Concept

Pytheas

Pytheas of Massalia (ˈpɪθiəs; Ancient Greek: Πυθέας ὁ Μασσαλιώτης Pythéas ho Massaliōtēs; Latin: Pytheas Massiliensis; born 350 BC, 320–306 BC) was a Greek geographer, explorer and astronomer from the Greek colony of Massalia (modern-day Marseille, France). He made a voyage of exploration to northwestern Europe in about 325 BC, but his account of it, known widely in antiquity, has not survived and is now known only through the writings of others. On this voyage, he circumnavigated and visited a considerable part of modern-day Great Britain and Ireland. He was the first known scientific visitor to see and describe the Arctic, polar ice, and the Celtic and Germanic tribes. He is also the first person on record to describe the midnight sun. The theoretical existence of some Northern phenomena that he described, such as a frigid zone, and temperate zones where the nights are very short in summer and the sun does not set at the summer solstice, was already known.

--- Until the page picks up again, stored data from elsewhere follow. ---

use std::collections::BTreeMap;
use std::sync::Arc;

use chrono::{DateTime, Duration as ChronoDuration, TimeZone, Utc};
use rand::Rng;
use tracing::{info, warn};

use super::queue::{QueueBackend, QueueError, QueueMessage};
use super::stats::TaskStatisticsCache;
use super::store::{KeyValueStore, StoreError};
use super::types::{
    DELAYED_MESSAGE_TYPE, FIFO_MESSAGE_TYPE, MAX_NOT_BEFORE_AHEAD_SECONDS, MAX_QUEUE_DELAY_SECONDS,
    NOT_BEFORE_HEADER, QueueConfiguration, STATUS_TTL_SECONDS, TASK_CATEGORY, Task,
    TaskConfiguration, TaskMessage, TaskState, TaskStatistics, TaskStatus, TaskStatusUpdate,
};
use crate::dispatch::types::FunctionTarget;

#[derive(Debug, thiserror::Error)]
pub enum TaskError {
    #[error(
        "the value of the 'fx-task-not-before' header must be epoch time no more than 24 hours in the future"
    )]
    InvalidScheduling,
    #[error("too many pending tasks")]
    TooManyPendingTasks,
    #[error("task {task_id} not found")]
    NotFound { task_id: String },
    #[error(transparent)]
    Store(#[from] StoreError),
    #[error(transparent)]
    Queue(#[from] QueueError),
    #[error("task serialization failed: {0}")]
    Serialization(#[from] serde_json::Error),
}

impl TaskError {
    #[must_use]
    pub fn code(&self) -> &'static str {
        match self {
            Self::InvalidScheduling => "invalid_scheduling",
            Self::TooManyPendingTasks => "too_many_pending_tasks",
            Self::NotFound { .. } => "not_found",
            Self::Store(_) => "task_store_unavailable",
            Self::Queue(_) => "task_queue_unavailable",
            Self::Serialization(_) => "task_serialization_failed",
        }
    }

    #[must_use]
    pub fn status(&self) -> u16 {
        match self {
            Self::InvalidScheduling => 400,
            Self::TooManyPendingTasks => 429,
            Self::NotFound { .. } => 404,
            Self::Store(_) | Self::Queue(_) | Self::Serialization(_) => 500,
        }
    }
}

#[must_use]
pub fn create_task_id() -> String {
    format!("tsk-{}", hex::encode(rand::random::<[u8; 8]>()))
}

#[must_use]
pub fn task_key(target: &FunctionTarget, task_id: &str) -> String {
    format!(
        "{}/{}/{}/{}/{}",
        target.account_id, target.subscription_id, target.boundary_id, target.function_id, task_id
    )
}

fn not_before_seconds(headers: &BTreeMap<String, String>) -> Option<f64> {
    headers
        .get(NOT_BEFORE_HEADER)
        .and_then(|value| value.trim().parse::<f64>().ok())
        .filter(|value| value.is_finite())
}

/// Rejects a not-before header that is not a number or lies more than 24 hours ahead.
pub fn check_not_before(
    headers: &BTreeMap<String, String>,
    now: DateTime<Utc>,
) -> Result<(), TaskError> {
    let Some(raw) = headers.get(NOT_BEFORE_HEADER) else {
        return Ok(());
    };
    let Some(seconds) = raw
        .trim()
        .parse::<f64>()
        .ok()
        .filter(|value| value.is_finite())
    else {
        return Err(TaskError::InvalidScheduling);
    };
    let horizon = now.timestamp_millis() + MAX_NOT_BEFORE_AHEAD_SECONDS * 1000;
    if seconds * 1000.0 > horizon as f64 {
        return Err(TaskError::InvalidScheduling);
    }
    Ok(())
}

/// Whole seconds until the not-before time, capped at the queue's maximum delay.
/// `None` when the header is absent or already in the past.
#[must_use]
pub fn get_delay(headers: &BTreeMap<String, String>, now: DateTime<Utc>) -> Option<u32> {
    let not_before_ms = not_before_seconds(headers)? * 1000.0;
    let now_ms = now.timestamp_millis() as f64;
    if now_ms >= not_before_ms {
        return None;
    }
    let delta = ((not_before_ms - now_ms) / 1000.0).floor() as u64;
    Some(delta.min(u64::from(MAX_QUEUE_DELAY_SECONDS)) as u32)
}

fn not_before_time(headers: &BTreeMap<String, String>) -> Option<DateTime<Utc>> {
    let millis = (not_before_seconds(headers)? * 1000.0) as i64;
    Utc.timestamp_millis_opt(millis).single()
}

pub struct TaskScheduler {
    store: Arc<dyn KeyValueStore>,
    queues: Arc<dyn QueueBackend>,
    stats: Arc<TaskStatisticsCache>,
    default_max_running: u32,
}

impl TaskScheduler {
    pub fn new(
        store: Arc<dyn KeyValueStore>,
        queues: Arc<dyn QueueBackend>,
        stats: Arc<TaskStatisticsCache>,
        default_max_running: u32,
    ) -> Self {
        Self {
            store,
            queues,
            stats,
            default_max_running: default_max_running.max(1),
        }
    }

    pub fn statistics_cache(&self) -> &Arc<TaskStatisticsCache> {
        &self.stats
    }

    /// Records the task as `pending`, then enqueues it. A failed status write
    /// enqueues nothing; a failed enqueue leaves the pending record behind and
    /// a retry with the same task id is deduplicated by the queue.
    pub async fn schedule(
        &self,
        config: &TaskConfiguration,
        task: &Task,
    ) -> Result<TaskStatus, TaskError> {
        let delay_seconds = get_delay(&task.ctx.headers, Utc::now()).filter(|delay| *delay > 0);
        let message = self.build_message(config, task, delay_seconds)?;

        let mut update = TaskStatusUpdate::new(
            task.ctx.target.clone(),
            task.task_id.clone(),
            TaskState::Pending,
        );
        if delay_seconds.is_some() {
            update.not_before = not_before_time(&task.ctx.headers);
        }
        let status = self.update_task_status(update).await?;

        let queue_url = message.queue_url.clone();
        let sent = match self.queues.send_message(message).await {
            Ok(sent) => sent,
            Err(error) => {
                warn!(
                    reason_code = "task_enqueue_failed",
                    account_id = %task.ctx.target.account_id,
                    function_id = %task.ctx.target.function_id,
                    task_id = %task.task_id,
                    error = %error,
                    "task recorded as pending but not enqueued"
                );
                return Err(error.into());
            }
        };
        // A deduplicated send left the queue unchanged.
        if !sent.deduplicated {
            self.stats
                .record_enqueued(&queue_url, delay_seconds.is_some());
        }

        info!(
            account_id = %task.ctx.target.account_id,
            function_id = %task.ctx.target.function_id,
            task_id = %task.task_id,
            route = %task.matching_route_path,
            delay_seconds = delay_seconds.unwrap_or(0),
            "task scheduled"
        );
        Ok(status)
    }

    fn build_message(
        &self,
        config: &TaskConfiguration,
        task: &Task,
        delay_seconds: Option<u32>,
    ) -> Result<QueueMessage, TaskError> {
        if let Some(delay_seconds) = delay_seconds {
            let body = serde_json::to_string(&TaskMessage {
                task,
                kind: DELAYED_MESSAGE_TYPE,
            })?;
            return Ok(QueueMessage {
                queue_url: config.queue.delayed_url.clone(),
                body,
                delay_seconds: Some(delay_seconds),
                deduplication_id: None,
                group_id: None,
            });
        }

        let body = serde_json::to_string(&TaskMessage {
            task,
            kind: FIFO_MESSAGE_TYPE,
        })?;
        let group_id = match config.max_running {
            Some(0) => task.task_id.clone(),
            lanes => {
                let lanes = lanes.unwrap_or(self.default_max_running);
                rand::rng().random_range(0..lanes).to_string()
            }
        };
        Ok(QueueMessage {
            queue_url: config.queue.url.clone(),
            body,
            delay_seconds: None,
            deduplication_id: Some(task.task_id.clone()),
            group_id: Some(group_id),
        })
    }

    /// Fails with `TooManyPendingTasks` once the route's pending count reaches `maxPending`.
    pub async fn admit(&self, config: &TaskConfiguration) -> Result<(), TaskError> {
        let Some(max_pending) = config.max_pending.filter(|max| *max > 0) else {
            return Ok(());
        };
        let stats = self.get_task_statistics(&config.queue).await?;
        if stats.pending_count >= u64::from(max_pending) {
            warn!(
                reason_code = "too_many_pending_tasks",
                queue_url = %config.queue.url,
                max_pending,
                "task admission denied"
            );
            return Err(TaskError::TooManyPendingTasks);
        }
        Ok(())
    }

    pub async fn get_task_statistics(
        &self,
        queue: &QueueConfiguration,
    ) -> Result<TaskStatistics, TaskError> {
        Ok(self.stats.task_statistics(queue).await?)
    }

    pub async fn get_task(
        &self,
        target: &FunctionTarget,
        task_id: &str,
    ) -> Result<Option<TaskStatus>, TaskError> {
        let key = task_key(target, task_id);
        let Some(value) = self.store.get_item(TASK_CATEGORY, &key).await? else {
            return Ok(None);
        };
        let status = serde_json::from_value(value).map_err(|error| StoreError::Corrupt {
            key,
            message: error.to_string(),
        })?;
        Ok(Some(status))
    }

    /// Read-modify-write merge of a status record. The first timestamp seen for a
    /// state is kept, a stored `notBefore` is never replaced, and the TTL is
    /// refreshed on every write.
    pub async fn update_task_status(
        &self,
        update: TaskStatusUpdate,
    ) -> Result<TaskStatus, TaskError> {
        let previous = self.get_task(&update.target, &update.task_id).await?;
        let now = Utc::now();
        let merged = merge_status(previous, update, now);

        let key = task_key(&merged.target, &merged.task_id);
        let ttl = (now + ChronoDuration::seconds(STATUS_TTL_SECONDS)).timestamp();
        self.store
            .put_item(TASK_CATEGORY, &key, serde_json::to_value(&merged)?, Some(ttl))
            .await?;
        Ok(merged)
    }
}

fn merge_status(
    previous: Option<TaskStatus>,
    update: TaskStatusUpdate,
    now: DateTime<Utc>,
) -> TaskStatus {
    let (mut transitions, old_not_before, old_error, old_output) = match previous {
        Some(previous) => (
            previous.transitions,
            previous.not_before,
            previous.error,
            previous.output,
        ),
        None => (BTreeMap::new(), None, None, None),
    };
    transitions.entry(update.status).or_insert(now);
    TaskStatus {
        target: update.target,
        task_id: update.task_id,
        status: update.status,
        transitions,
        not_before: old_not_before.or(update.not_before),
        error: update.error.or(old_error),
        output: update.output.or(old_output),
    }
}

#[cfg(test)]
mod tests {
    use std::collections::BTreeMap;

    use chrono::{Duration, TimeZone, Utc};

    use super::*;

    fn headers(not_before: &str) -> BTreeMap<String, String> {
        BTreeMap::from([(NOT_BEFORE_HEADER.to_string(), not_before.to_string())])
    }

    #[test]
    fn task_ids_are_prefixed_hex() {
        let id = create_task_id();
        let hex = id.strip_prefix("tsk-").unwrap_or_default();
        assert_eq!(hex.len(), 16);
        assert!(hex.chars().all(|c| c.is_ascii_hexdigit() && !c.is_ascii_uppercase()));
        assert_ne!(create_task_id(), id);
    }

    #[test]
    fn delay_is_capped_and_absent_for_past_times() {
        let now = Utc.timestamp_opt(1_700_000_000, 0).single().unwrap_or_default();
        assert_eq!(get_delay(&headers("1700000010"), now), Some(10));
        assert_eq!(get_delay(&headers("1700003600"), now), Some(900));
        assert_eq!(get_delay(&headers("1699999990"), now), None);
        assert_eq!(get_delay(&headers("1700000000"), now), None);
        assert_eq!(get_delay(&BTreeMap::new(), now), None);
    }

    #[test]
    fn not_before_must_be_numeric_and_within_a_day() {
        let now = Utc::now();
        let in_an_hour = (now + Duration::hours(1)).timestamp().to_string();
        let in_two_days = (now + Duration::days(2)).timestamp().to_string();
        assert!(check_not_before(&BTreeMap::new(), now).is_ok());
        assert!(check_not_before(&headers(&in_an_hour), now).is_ok());
        assert!(check_not_before(&headers("1"), now).is_ok());
        assert!(matches!(
            check_not_before(&headers(&in_two_days), now),
            Err(TaskError::InvalidScheduling)
        ));
        assert!(matches!(
            check_not_before(&headers("soon"), now),
            Err(TaskError::InvalidScheduling)
        ));
    }

    #[test]
    fn merge_keeps_first_transition_and_original_not_before() {
        let target = FunctionTarget::new("acc", "sub", "bnd", "fn");
        let first = Utc.timestamp_opt(1_700_000_000, 0).single().unwrap_or_default();
        let later = first + Duration::seconds(30);
        let original_not_before = first + Duration::seconds(60);

        let mut pending = TaskStatusUpdate::new(target.clone(), "tsk-1", TaskState::Pending);
        pending.not_before = Some(original_not_before);
        let stored = merge_status(None, pending, first);

        let mut retried = TaskStatusUpdate::new(target.clone(), "tsk-1", TaskState::Pending);
        retried.not_before = Some(later);
        let stored = merge_status(Some(stored), retried, later);
        assert_eq!(stored.transitions.get(&TaskState::Pending), Some(&first));
        assert_eq!(stored.not_before, Some(original_not_before));

        let mut failed = TaskStatusUpdate::new(target, "tsk-1", TaskState::Failed);
        failed.error = Some(serde_json::json!({"message": "boom"}));
        let stored = merge_status(Some(stored), failed, later);
        assert_eq!(stored.status, TaskState::Failed);
        assert_eq!(stored.transitions.len(), 2);
        assert_eq!(stored.error, Some(serde_json::json!({"message": "boom"})));
    }
}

Similarly, reports of a country of perpetual snow and darkness (the country of the Hyperboreans) had reached the Mediterranean some centuries before. Pytheas introduced the idea of distant Thule to the geographic imagination, and his account of the tides is the earliest one known that suggests the moon as their cause. Much of what is known about Pytheas comes from commentary written by historians during the classical period hundreds of years after Pytheas's journeys occurred. Pliny said that Timaeus (born about 350 BC) believed Pytheas' story of the discovery of amber. First century BC Strabo said that Dicaearchus (died about 285 BC) did not trust the stories of Pytheas. That is all the information that survives concerning the date of Pytheas' voyage. Henry Fanshawe Tozer wrote that Pytheas' voyage was about 330 BC, derived from three main sources. Pytheas described his travels in a work that has not survived; only excerpts remain, quoted or paraphrased by later authors, most familiarly in Strabo's Geographica, Pliny's Natural History and passages in Diodorus of Sicily's history.